Classic jello shots made from a box of Jell-O are perfectly fine, but there is one major downside: They only make so many flavors and different colors!

They’re also pretty sugary and brightly colored. If you ever wished you could have more control over the flavor, sugar content or food coloring for any reason, then you are not out of options!

Unflavored gelatin can be used to make jello shots in just about any flavor you dream of. You can adjust the sugar content and skip the food color if you like.

In fact, this is my preferred way to make jello shots! I think having all that control is a good idea when it comes to this fun dessert.

My champagne jello shots are my most popular, especially for the new year — they’re made with lemonade and champagne.

Another favorite around here are these Irish coffee jello shots, which are super fun for St. Patrick’s Day. They’re made with two layers, one of coffee jello with coffee liqueur and a cream layer with Irish cream liqueur.

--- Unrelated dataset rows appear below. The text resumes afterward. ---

//! Jack detection policy.
//!
//! The platform walk (property store → topology → connector → part → jack
//! description) can fail at any step. A failure is logged with the step that
//! broke and then reads the same as an unplugged jack: the monitor cannot tell
//! "no headphones" from "could not ask", and it does not try to.

use super::EndpointError;
use crate::log_debug;
use std::fmt;

/// One step of the topology walk, used to label failures.
#[derive(Debug, Clone, Copy, PartialEq, Eq)]
pub enum TopologyStep {
    PropertyStore,
    DeviceTopology,
    Connector,
    ConnectedTo,
    Part,
    JackDescription,
    JackState,
}

impl TopologyStep {
    pub fn label(self) -> &'static str {
        match self {
            TopologyStep::PropertyStore => "property store",
            TopologyStep::DeviceTopology => "device topology",
            TopologyStep::Connector => "connector lookup",
            TopologyStep::ConnectedTo => "downstream connector",
            TopologyStep::Part => "downstream part",
            TopologyStep::JackDescription => "jack description interface",
            TopologyStep::JackState => "jack state",
        }
    }
}

impl fmt::Display for TopologyStep {
    fn fmt(&self, f: &mut fmt::Formatter<'_>) -> fmt::Result {
        f.write_str(self.label())
    }
}

/// Per-jack connection flags as reported by the jack-description interface.
///
/// The connector counts as plugged when any reported jack is connected.
pub fn any_jack_connected(states: &[bool]) -> bool {
    states.iter().any(|connected| *connected)
}

/// Collapse a topology query into the plugged/unplugged answer the guard uses.
pub fn connected_or_unplugged(result: Result<bool, EndpointError>) -> bool {
    match result {
        Ok(connected) => connected,
        Err(err) => {
            log_debug(&format!("jack state unknown, treating as unplugged: {err}"));
            tracing::debug!(error = %err, "jack detection failed");
            false
        }
    }
}
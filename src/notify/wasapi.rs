//! COM volume-change sink for the WASAPI endpoint.

use super::{Subscription, VolumeListener};
use crate::endpoint::EndpointError;
use crate::guard::VolumeEvent;
use crate::log_debug;
use std::sync::Arc;
use windows::Win32::Media::Audio::Endpoints::{
    IAudioEndpointVolume, IAudioEndpointVolumeCallback, IAudioEndpointVolumeCallback_Impl,
};
use windows::Win32::Media::Audio::AUDIO_VOLUME_NOTIFICATION_DATA;
use windows_core::implement;

/// COM sink that forwards `OnNotify` to a [`VolumeListener`].
#[implement(IAudioEndpointVolumeCallback)]
struct VolumeChangeCallback {
    listener: Arc<dyn VolumeListener>,
}

impl IAudioEndpointVolumeCallback_Impl for VolumeChangeCallback_Impl {
    fn OnNotify(&self, pnotify: *mut AUDIO_VOLUME_NOTIFICATION_DATA) -> windows::core::Result<()> {
        // SAFETY: the audio service passes a pointer valid for the duration of the call.
        let Some(data) = (unsafe { pnotify.as_ref() }) else {
            return Ok(());
        };
        self.listener
            .on_volume_changed(VolumeEvent::new(data.fMasterVolume));
        Ok(())
    }
}

/// Both halves stay referenced for as long as the subscription lives.
/// Dropping it unregisters the sink, which releases the service's reference
/// to the callback and with it the listener.
struct Registration {
    volume: IAudioEndpointVolume,
    callback: IAudioEndpointVolumeCallback,
}

impl Drop for Registration {
    fn drop(&mut self) {
        // SAFETY: `callback` is the same live object passed to RegisterControlChangeNotify.
        if let Err(err) = unsafe { self.volume.UnregisterControlChangeNotify(&self.callback) } {
            log_debug(&format!("volume notification unregister failed: {err}"));
        }
    }
}

pub(crate) fn register(
    volume: &IAudioEndpointVolume,
    listener: Arc<dyn VolumeListener>,
) -> Result<Subscription, EndpointError> {
    let callback: IAudioEndpointVolumeCallback = VolumeChangeCallback { listener }.into();
    // SAFETY: `callback` is a live COM object and is kept alive by `Registration`.
    unsafe { volume.RegisterControlChangeNotify(&callback) }
        .map_err(|err| EndpointError::registration(err.to_string()))?;
    Ok(Subscription::new(Registration {
        volume: volume.clone(),
        callback,
    }))
}

#[cfg(test)]
mod tests {
    use super::*;
    use crate::endpoint;

    struct Ignore;

    impl VolumeListener for Ignore {
        fn on_volume_changed(&self, _event: VolumeEvent) {}
    }

    #[test]
    fn dropping_subscription_releases_listener() {
        // Machines without an audio device have nothing to register against.
        let Ok(endpoint) = endpoint::open_default() else {
            return;
        };
        let listener: Arc<dyn VolumeListener> = Arc::new(Ignore);
        let subscription = endpoint
            .subscribe(Arc::clone(&listener))
            .expect("register volume callback");
        assert_eq!(Arc::strong_count(&listener), 2);

        drop(subscription);
        assert_eq!(Arc::strong_count(&listener), 1);
    }
}
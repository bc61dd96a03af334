//! Single-prompt confirmation gate and the session override flag.

use crate::lock_or_recover;
use crate::log_debug;
use crate::prompt::{ConfirmPrompt, PromptAnswer};
use std::sync::Mutex;

/// Result of one call to [`ConfirmationGate::request_confirmation`].
#[derive(Debug, Clone, Copy, PartialEq, Eq)]
pub enum ConfirmationOutcome {
    /// The user accepted unsafe levels; the override is now active.
    Granted,
    /// The user said no; the ceiling stays in force.
    Declined,
    /// Another prompt was already open, nothing was shown.
    AlreadyPending,
}

/// Owns the override flag and the "prompt on screen" flag.
///
/// Each flag has its own mutex and is only touched through these methods.
/// The in-progress flag is checked and set under one lock acquisition, so two
/// workers racing into [`request_confirmation`](Self::request_confirmation)
/// cannot both get past the check.
#[derive(Debug, Default)]
pub struct ConfirmationGate {
    override_granted: Mutex<bool>,
    warning_in_progress: Mutex<bool>,
}

impl ConfirmationGate {
    pub fn new() -> Self {
        Self::default()
    }

    pub fn is_override_active(&self) -> bool {
        *lock_or_recover(&self.override_granted, "override flag")
    }

    pub fn is_warning_in_progress(&self) -> bool {
        *lock_or_recover(&self.warning_in_progress, "warning flag")
    }

    /// Show the prompt unless one is already open, and record consent.
    ///
    /// Blocks for as long as the prompt does; call it off the notification thread.
    pub fn request_confirmation(&self, prompt: &dyn ConfirmPrompt) -> ConfirmationOutcome {
        let Some(_slot) = self.claim_warning() else {
            log_debug("confirmation already on screen; skipping");
            return ConfirmationOutcome::AlreadyPending;
        };

        let outcome = match prompt.ask() {
            PromptAnswer::Affirm => {
                *lock_or_recover(&self.override_granted, "override flag") = true;
                ConfirmationOutcome::Granted
            }
            PromptAnswer::Decline => ConfirmationOutcome::Declined,
        };
        log_debug(&format!("confirmation finished: {outcome:?}"));
        tracing::info!(outcome = ?outcome, "confirmation answered");
        outcome
    }

    fn claim_warning(&self) -> Option<WarningSlot<'_>> {
        let mut in_progress = lock_or_recover(&self.warning_in_progress, "warning flag");
        if *in_progress {
            return None;
        }
        *in_progress = true;
        Some(WarningSlot { gate: self })
    }
}

/// Clears the in-progress flag when the prompt returns or unwinds.
struct WarningSlot<'a> {
    gate: &'a ConfirmationGate,
}

impl Drop for WarningSlot<'_> {
    fn drop(&mut self) {
        *lock_or_recover(&self.gate.warning_in_progress, "warning flag") = false;
    }
}

#[cfg(test)]
mod tests {
    use super::*;
    use crate::prompt::ScriptedPrompt;
    use crossbeam_channel::{bounded, Receiver, Sender};
    use std::panic::{self, AssertUnwindSafe};
    use std::sync::Arc;
    use std::thread;
    use std::time::Duration;

    struct HeldPrompt {
        entered: Sender<()>,
        release: Receiver<PromptAnswer>,
    }

    impl ConfirmPrompt for HeldPrompt {
        fn ask(&self) -> PromptAnswer {
            let _ = self.entered.send(());
            self.release.recv().unwrap_or(PromptAnswer::Decline)
        }
    }

    struct PanickingPrompt;

    impl ConfirmPrompt for PanickingPrompt {
        fn ask(&self) -> PromptAnswer {
            panic!("dialog failed");
        }
    }

    #[test]
    fn starts_idle_without_override() {
        let gate = ConfirmationGate::new();
        assert!(!gate.is_override_active());
        assert!(!gate.is_warning_in_progress());
    }

    #[test]
    fn affirm_sets_override_and_clears_warning() {
        let gate = ConfirmationGate::new();
        let prompt = ScriptedPrompt::always(PromptAnswer::Affirm);
        assert_eq!(
            gate.request_confirmation(&prompt),
            ConfirmationOutcome::Granted
        );
        assert!(gate.is_override_active());
        assert!(!gate.is_warning_in_progress());
    }

    #[test]
    fn decline_leaves_override_off() {
        let gate = ConfirmationGate::new();
        let prompt = ScriptedPrompt::always(PromptAnswer::Decline);
        assert_eq!(
            gate.request_confirmation(&prompt),
            ConfirmationOutcome::Declined
        );
        assert!(!gate.is_override_active());
        assert!(!gate.is_warning_in_progress());
    }

    #[test]
    fn override_is_never_revoked_by_later_decline() {
        let gate = ConfirmationGate::new();
        let prompt = ScriptedPrompt::new([PromptAnswer::Affirm, PromptAnswer::Decline]);
        gate.request_confirmation(&prompt);
        gate.request_confirmation(&prompt);
        assert!(gate.is_override_active());
        assert_eq!(prompt.times_asked(), 2);
    }

    #[test]
    fn second_request_while_prompt_open_is_a_no_op() {
        let gate = Arc::new(ConfirmationGate::new());
        let (entered_tx, entered_rx) = bounded(1);
        let (release_tx, release_rx) = bounded(1);
        let held = Arc::new(HeldPrompt {
            entered: entered_tx,
            release: release_rx,
        });

        let worker_gate = Arc::clone(&gate);
        let worker_prompt = Arc::clone(&held);
        let worker =
            thread::spawn(move || worker_gate.request_confirmation(worker_prompt.as_ref()));
        entered_rx
            .recv_timeout(Duration::from_secs(5))
            .expect("first prompt should open");
        assert!(gate.is_warning_in_progress());

        let other = ScriptedPrompt::always(PromptAnswer::Affirm);
        assert_eq!(
            gate.request_confirmation(&other),
            ConfirmationOutcome::AlreadyPending
        );
        assert_eq!(other.times_asked(), 0);

        release_tx.send(PromptAnswer::Decline).unwrap();
        assert_eq!(worker.join().unwrap(), ConfirmationOutcome::Declined);
        assert!(!gate.is_warning_in_progress());
        assert!(!gate.is_override_active());
    }

    #[test]
    fn warning_flag_clears_when_prompt_panics() {
        let gate = ConfirmationGate::new();
        let result = panic::catch_unwind(AssertUnwindSafe(|| {
            gate.request_confirmation(&PanickingPrompt)
        }));
        assert!(result.is_err());
        assert!(!gate.is_warning_in_progress());

        let prompt = ScriptedPrompt::always(PromptAnswer::Affirm);
        assert_eq!(
            gate.request_confirmation(&prompt),
            ConfirmationOutcome::Granted
        );
    }
}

You can really have so much fun coming up with fun flavor combinations, and all you need is one simple formula. I put together the ultimate guide for using plain gelatin to make fun jello shots.

a box of gelatin and 2 envelopes on a marble background

What is gelatin?

Gelatin, or gelatine, is a translucent, colorless and flavorless powder made from collagen, a protein substance found in the bones, skin and connective tissue of animals.

If you’ve ever simmered meat bones for soup and then discovered a jelly-like substance when you grab the leftovers from the fridge, then you’ve witnessed gelatin in its natural form.

According to Knox, the most widely available brand of gelatin, “Unflavoured gelatine is extracted from the collagen by hot water, then concentrated and filtered for purity and clarity. It is cooled, extruded and dried into glassy brittle strips. In 1889, Charles B. Knox of Johnston, New York discovered a method of granulating gelatine by breaking down the strips using high speed mills.”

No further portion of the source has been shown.